> THE TASK:
Render every entry verbatim.

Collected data
*****

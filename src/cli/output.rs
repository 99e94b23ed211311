//! Output formatting utilities

use crate::application::Insight;
use crate::domain::{Challenge, ImageRef, Moment, Prompt, ReflectionWizard, Strength, Value};
use crate::infrastructure::{MomentLinks, Notice};
use chrono::{DateTime, Utc};

/// British day-month-year
pub fn format_date(timestamp: DateTime<Utc>) -> String {
    timestamp.format("%d/%m/%Y").to_string()
}

/// Format a list of moments for display
pub fn format_moment_list(moments: &[Moment]) -> String {
    if moments.is_empty() {
        return "No moments found".to_string();
    }

    let mut output = String::new();
    for moment in moments {
        output.push_str(&format!(
            "{}  {}  {}  (mood {})",
            format_date(moment.timestamp),
            moment.id,
            moment.title,
            moment.mood
        ));
        if moment.is_default {
            output.push_str("  [default]");
        }
        output.push('\n');
    }
    output
}

pub fn format_moment_detail(moment: &Moment, links: &MomentLinks<'_>) -> String {
    let mut output = format!(
        "{}\n{}\n\nWhat happened?\n{}\n\nWhy was this meaningful?\n{}\n\nMood: {}\nImage: {}\n",
        moment.title,
        format_date(moment.timestamp),
        moment.description,
        moment.reflection,
        moment.mood,
        format_image(&moment.image)
    );

    if !links.values.is_empty() {
        let names: Vec<&str> = links.values.iter().map(|v| v.name.as_str()).collect();
        output.push_str(&format!("Values: {}\n", names.join(", ")));
    }
    if !links.strengths.is_empty() {
        let names: Vec<&str> = links.strengths.iter().map(|s| s.name.as_str()).collect();
        output.push_str(&format!("Strengths: {}\n", names.join(", ")));
    }
    if moment.is_default {
        output.push_str("(default entry, read-only)\n");
    }
    output
}

/// Uploaded images only live as long as the session
fn format_image(image: &ImageRef) -> String {
    if image.is_session_local() {
        format!("{} (this session only)", image)
    } else {
        image.to_string()
    }
}

pub fn format_value_list(values: &[&Value]) -> String {
    if values.is_empty() {
        return "No values found".to_string();
    }

    let mut output = String::new();
    for value in values {
        match &value.category {
            Some(category) => {
                output.push_str(&format!("{}  {}  [{}]\n", value.id, value.name, category))
            }
            None => output.push_str(&format!("{}  {}\n", value.id, value.name)),
        }
    }
    output
}

pub fn format_value_detail(value: &Value) -> String {
    let mut output = format!("{}\n{}\n", value.name, value.description);
    if let Some(category) = &value.category {
        output.push_str(&format!("Category: {}\n", category));
    }
    if let Some(icon) = value.icon {
        output.push_str(&format!("Icon: {}\n", icon));
    }
    if let Some(color) = value.color {
        output.push_str(&format!("Color: {} ({})\n", color, color.hex()));
    }
    output.push_str(&format!(
        "Image: {}\n\nReflection questions:\n",
        format_image(&value.image)
    ));
    for question in &value.questions {
        output.push_str(&format!("• {}\n", question));
    }
    output
}

pub fn format_strength_list(strengths: &[Strength]) -> String {
    if strengths.is_empty() {
        return "No strengths found".to_string();
    }

    let mut output = String::new();
    for strength in strengths {
        output.push_str(&format!(
            "{}  {}  reflections: {}  progress: {}%\n",
            strength.id,
            strength.name,
            strength.reflections.len(),
            strength.progress()
        ));
    }
    output
}

pub fn format_strength_detail(strength: &Strength) -> String {
    let mut output = format!(
        "{}\n{}\nColor: {} ({})\nReflections: {}  progress: {}%\n",
        strength.name,
        strength.description,
        strength.color,
        strength.color.hex(),
        strength.reflections.len(),
        strength.progress()
    );

    if !strength.reflections.is_empty() {
        output.push_str("\nUsage trend (1 underuse, 2 balanced, 3 overuse):\n");
        for (reflection, (date, score)) in strength.reflections.iter().zip(strength.usage_trend()) {
            output.push_str(&format!(
                "{}  {}  {}  {}\n",
                date.format("%d/%m/%Y"),
                score,
                reflection.usage,
                reflection.moment
            ));
        }
    }

    if let Some(activities) = strength.suggested_activities() {
        output.push_str("\nSuggested Activities:\n");
        for activity in activities {
            output.push_str(&format!("• {}\n", activity));
        }
    }
    output
}

/// Format challenges with their strength; open challenges past due are flagged
pub fn format_challenge_list(challenges: &[(&Challenge, &Strength)], now: DateTime<Utc>) -> String {
    if challenges.is_empty() {
        return "No challenges found".to_string();
    }

    let mut output = String::new();
    for (challenge, strength) in challenges {
        output.push_str(&format!(
            "[{}] {}  {}  ({}, due {})",
            if challenge.completed { "x" } else { " " },
            challenge.id,
            challenge.description,
            strength.name,
            format_date(challenge.due)
        ));
        if challenge.is_overdue(now) {
            output.push_str("  overdue");
        }
        output.push('\n');
    }
    output
}

pub fn format_prompt_list(prompts: &[&Prompt]) -> String {
    if prompts.is_empty() {
        return "No prompts found".to_string();
    }

    let mut output = String::new();
    for prompt in prompts {
        output.push_str(&format!(
            "{}  {}: {}\n",
            prompt.id, prompt.title, prompt.question
        ));
    }
    output
}

pub fn format_wizard(wizard: &ReflectionWizard) -> String {
    let step = wizard.step();
    let mut output = format!(
        "Reflecting on {} - step {}/3: {}\n{}\n",
        wizard.strength_name(),
        step.index() + 1,
        step.title(),
        wizard.question()
    );
    if !wizard.current_answer().is_empty() {
        output.push_str(&format!("Answer: {}\n", wizard.current_answer()));
    }
    output
}

pub fn format_insight(insight: &Insight) -> String {
    format!(
        "Reflection Insights\n{}\n\nYour Moment: {}\nYour Use: {}\nFuture Balance: {}\n",
        insight.message, insight.moment, insight.usage_answer, insight.balance_answer
    )
}

pub fn format_notice(notice: &Notice) -> String {
    format!("{}: {}\n", notice.title, notice.body)
}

*****

> WRITTEN ANSWER:
filename src/cli/output.rs
repository 99e94b23ed211311
//! Output formatting utilities

use crate::application::Insight;
use crate::domain::{Challenge, ImageRef, Moment, Prompt, ReflectionWizard, Strength, Value};
use crate::infrastructure::{MomentLinks, Notice};
use chrono::{DateTime, Utc};

/// British day-month-year
pub fn format_date(timestamp: DateTime<Utc>) -> String {
    timestamp.format("%d/%m/%Y").to_string()
}

/// Format a list of moments for display
pub fn format_moment_list(moments: &[Moment]) -> String {
    if moments.is_empty() {
        return "No moments found".to_string();
    }

    let mut output = String::new();
    for moment in moments {
        output.push_str(&format!(
            "{}  {}  {}  (mood {})",
            format_date(moment.timestamp),
            moment.id,
            moment.title,
            moment.mood
        ));
        if moment.is_default {
            output.push_str("  [default]");
        }
        output.push('\n');
    }
    output
}

pub fn format_moment_detail(moment: &Moment, links: &MomentLinks<'_>) -> String {
    let mut output = format!(
        "{}\n{}\n\nWhat happened?\n{}\n\nWhy was this meaningful?\n{}\n\nMood: {}\nImage: {}\n",
        moment.title,
        format_date(moment.timestamp),
        moment.description,
        moment.reflection,
        moment.mood,
        format_image(&moment.image)
    );

    if !links.values.is_empty() {
        let names: Vec<&str> = links.values.iter().map(|v| v.name.as_str()).collect();
        output.push_str(&format!("Values: {}\n", names.join(", ")));
    }
    if !links.strengths.is_empty() {
        let names: Vec<&str> = links.strengths.iter().map(|s| s.name.as_str()).collect();
        output.push_str(&format!("Strengths: {}\n", names.join(", ")));
    }
    if moment.is_default {
        output.push_str("(default entry, read-only)\n");
    }
    output
}

/// Uploaded images only live as long as the session
fn format_image(image: &ImageRef) -> String {
    if image.is_session_local() {
        format!("{} (this session only)", image)
    } else {
        image.to_string()
    }
}

pub fn format_value_list(values: &[&Value]) -> String {
    if values.is_empty() {
        return "No values found".to_string();
    }

    let mut output = String::new();
    for value in values {
        match &value.category {
            Some(category) => {
                output.push_str(&format!("{}  {}  [{}]\n", value.id, value.name, category))
            }
            None => output.push_str(&format!("{}  {}\n", value.id, value.name)),
        }
    }
    output
}

pub fn format_value_detail(value: &Value) -> String {
    let mut output = format!("{}\n{}\n", value.name, value.description);
    if let Some(category) = &value.category {
        output.push_str(&format!("Category: {}\n", category));
    }
    if let Some(icon) = value.icon {
        output.push_str(&format!("Icon: {}\n", icon));
    }
    if let Some(color) = value.color {
        output.push_str(&format!("Color: {} ({})\n", color, color.hex()));
    }
    output.push_str(&format!(
        "Image: {}\n\nReflection questions:\n",
        format_image(&value.image)
    ));
    for question in &value.questions {
        output.push_str(&format!("• {}\n", question));
    }
    output
}

pub fn format_strength_list(strengths: &[Strength]) -> String {
    if strengths.is_empty() {
        return "No strengths found".to_string();
    }

    let mut output = String::new();
    for strength in strengths {
        output.push_str(&format!(
            "{}  {}  reflections: {}  progress: {}%\n",
            strength.id,
            strength.name,
            strength.reflections.len(),
            strength.progress()
        ));
    }
    output
}

pub fn format_strength_detail(strength: &Strength) -> String {
    let mut output = format!(
        "{}\n{}\nColor: {} ({})\nReflections: {}  progress: {}%\n",
        strength.name,
        strength.description,
        strength.color,
        strength.color.hex(),
        strength.reflections.len(),
        strength.progress()
    );

    if !strength.reflections.is_empty() {
        output.push_str("\nUsage trend (1 underuse, 2 balanced, 3 overuse):\n");
        for (reflection, (date, score)) in strength.reflections.iter().zip(strength.usage_trend()) {
            output.push_str(&format!(
                "{}  {}  {}  {}\n",
                date.format("%d/%m/%Y"),
                score,
                reflection.usage,
                reflection.moment
            ));
        }
    }

    if let Some(activities) = strength.suggested_activities() {
        output.push_str("\nSuggested Activities:\n");
        for activity in activities {
            output.push_str(&format!("• {}\n", activity));
        }
    }
    output
}

/// Format challenges with their strength; open challenges past due are flagged
pub fn format_challenge_list(challenges: &[(&Challenge, &Strength)], now: DateTime<Utc>) -> String {
    if challenges.is_empty() {
        return "No challenges found".to_string();
    }

    let mut output = String::new();
    for (challenge, strength) in challenges {
        output.push_str(&format!(
            "[{}] {}  {}  ({}, due {})",
            if challenge.completed { "x" } else { " " },
            challenge.id,
            challenge.description,
            strength.name,
            format_date(challenge.due)
        ));
        if challenge.is_overdue(now) {
            output.push_str("  overdue");
        }
        output.push('\n');
    }
    output
}

pub fn format_prompt_list(prompts: &[&Prompt]) -> String {
    if prompts.is_empty() {
        return "No prompts found".to_string();
    }

    let mut output = String::new();
    for prompt in prompts {
        output.push_str(&format!(
            "{}  {}: {}\n",
            prompt.id, prompt.title, prompt.question
        ));
    }
    output
}

pub fn format_wizard(wizard: &ReflectionWizard) -> String {
    let step = wizard.step();
    let mut output = format!(
        "Reflecting on {} - step {}/3: {}\n{}\n",
        wizard.strength_name(),
        step.index() + 1,
        step.title(),
        wizard.question()
    );
    if !wizard.current_answer().is_empty() {
        output.push_str(&format!("Answer: {}\n", wizard.current_answer()));
    }
    output
}

pub fn format_insight(insight: &Insight) -> String {
    format!(
        "Reflection Insights\n{}\n\nYour Moment: {}\nYour Use: {}\nFuture Balance: {}\n",
        insight.message, insight.moment, insight.usage_answer, insight.balance_answer
    )
}

pub fn format_notice(notice: &Notice) -> String {
    format!("{}: {}\n", notice.title, notice.body)
}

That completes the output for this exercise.